The SEVEN stories that impact your life for Wednesday the 11th of July, 2012
- Senate Majority Leader Harry Reid says it’s unlikely that any of the 2012 appropriations bills will get passed before the November elections. The National Journal says Reid blames House Republicans for drafting appropriations bills under the overall spending cap agreed during last year’s Budget Control Act. The Democratic Senators are expected to hammer out a continuing resolution when they return in September.
- San Bernardino is the third California city in the past month to seek bankruptcy protection. City officials say the financial situation had become so dire that it could not cover payroll through the summer. The Los Angeles Times reports the city faces a $46-million deficit and depleted coffers. And California isn’t the only state facing these problems.

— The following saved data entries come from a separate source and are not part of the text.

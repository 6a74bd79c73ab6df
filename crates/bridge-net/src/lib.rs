//! # bridge-net
//!
//! Wire layer for the scene bridge.
//!
//! This crate provides:
//! - Length-prefixed UTF-8 framing over TCP
//! - The peer listener (persistent accept loop + handler dispatch)
//! - The outbound client (one connection, one command, one reply)

pub mod client;
pub mod framing;
pub mod listener;

pub use client::{ping, send_command};
pub use framing::{MAX_FRAME, read_frame, write_frame};
pub use listener::{CommandHandler, ListenerConfig, PeerListener};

The Fiscal Times says in Scranton Pennsylvania the city’s mayor, Chris Doherty, a Democrat, slashed wages for nearly 400 public employees to $7.25 an hour, the federal minimum wage, because there’s not enough money in city coffers to pay those workers their usual salaries.

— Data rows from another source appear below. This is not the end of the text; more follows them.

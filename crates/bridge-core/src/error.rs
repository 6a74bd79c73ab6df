//! Error types for the scene bridge

use thiserror::Error;

/// Result type for bridge operations
pub type Result<T> = std::result::Result<T, BridgeError>;

/// Bridge error taxonomy
///
/// Variants follow where a failure can occur: on the wire, in the persisted
/// artifacts, inside the host scene, or in a host API call. Hard-precondition
/// failures are reported to the peer through the `ERR|...` reply carrying
/// [`BridgeError::reason`]; everything else stays local.
#[derive(Debug, Error)]
pub enum BridgeError {
    /// Socket-level failure: bind, connect, read, write
    #[error("Transport error: {0}")]
    Transport(String),

    /// Malformed frame or reply, oversized frame, bad UTF-8
    #[error("Protocol error: {0}")]
    Protocol(String),

    /// Missing or unusable interchange/envelope file
    #[error("Artifact error: {0}")]
    Artifact(String),

    /// Scene-consistency failure: object, shading group or light gone
    #[error("Scene error: {0}")]
    Scene(String),

    /// A call into the host scene layer failed
    #[error("Host API error: {0}")]
    HostApi(String),

    /// Envelope or payload (de)serialization failure
    #[error("Serialization error: {0}")]
    Serialization(String),
}

impl BridgeError {
    /// The bare reason string, without the taxonomy prefix.
    ///
    /// Used when formatting `ERR|...` replies so the peer sees
    /// `ERR|File not found: ...` rather than `ERR|Artifact error: ...`.
    pub fn reason(&self) -> &str {
        match self {
            BridgeError::Transport(s)
            | BridgeError::Protocol(s)
            | BridgeError::Artifact(s)
            | BridgeError::Scene(s)
            | BridgeError::HostApi(s)
            | BridgeError::Serialization(s) => s,
        }
    }
}

impl From<serde_json::Error> for BridgeError {
    fn from(err: serde_json::Error) -> Self {
        BridgeError::Serialization(err.to_string())
    }
}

- The Justice Department and the FBI are teaming up to review forensic evidence in thousands of cases. The Washington Posts reports, the reviews will be the largest post-conviction review ever done by the FBI. It will include cases conducted by all FBI Laboratory hair and fiber examiners since at least 1985 and may reach earlier if records are available. The review comes after The Washington Post reported in April that Justice Department officials had known for years that flawed forensic work might have led to the convictions of potentially innocent people but had not performed a thorough review of the cases.
- The Pentagon is considering a public database that would list people’s military honors. The Wall Street Journal says last month the Supreme Court struck down a 2006 law that made it a federal crime to lie about receiving military medals. But they did says adding a database would be a better way to head off false claims. But the Pentagon says a database wouldn’t be practical because privacy concerns would prohibit the Defense Department from using Social Security numbers or birth dates. Pentagon press secretary George Little says the court’s decision has prompted the Defense Department to re-examine the idea.
- Lockheed Martin is cutting 740 positions in a Washington, D.C.-based unit. The cuts are spread nationwide. More than half of the workers have left voluntarily. But, Federal News Radio says, the rest, about 300 people, are getting pink slips. The Mission Systems and Sensors unit counts the Navy, Coast Guard, Air Force, Marines and Army among its customers. It focuses on systems engineering, software development and program management. The cuts represent 5 percent of the unit’s workforce. Lockheed Martin held nearly $43 billion in federal contracts last year, but it said it was examining every aspect of its business given the budget pressures facing its customers.
- A new hands-on training program is helping the Veterans Affairs Department get a handle on its mountain of disability claims. Federal News Radio says employees were completing 150 percent more claims daily and they were improving accuracy too. So far, the department has trained more than 1,300 staff members. Nearly a 1 million people — or 45 percent of troops serving in Iraq and Afghanistan — have filed claims. Secretary Eric Shinseki has pledged to cut their wait time down to four months.
- And on GovLoop, have you signed up for our webinar on harnessing the power of big data? They are using big data analytics in the Memphis Police Department to create a predictive analytics system called Blue CRUSH (Criminal Reduction Utilizing Statistical History). To find out how it works and for more information head over to our homepage to sign up. The webinar kicks off tomorrow at 2pm EST.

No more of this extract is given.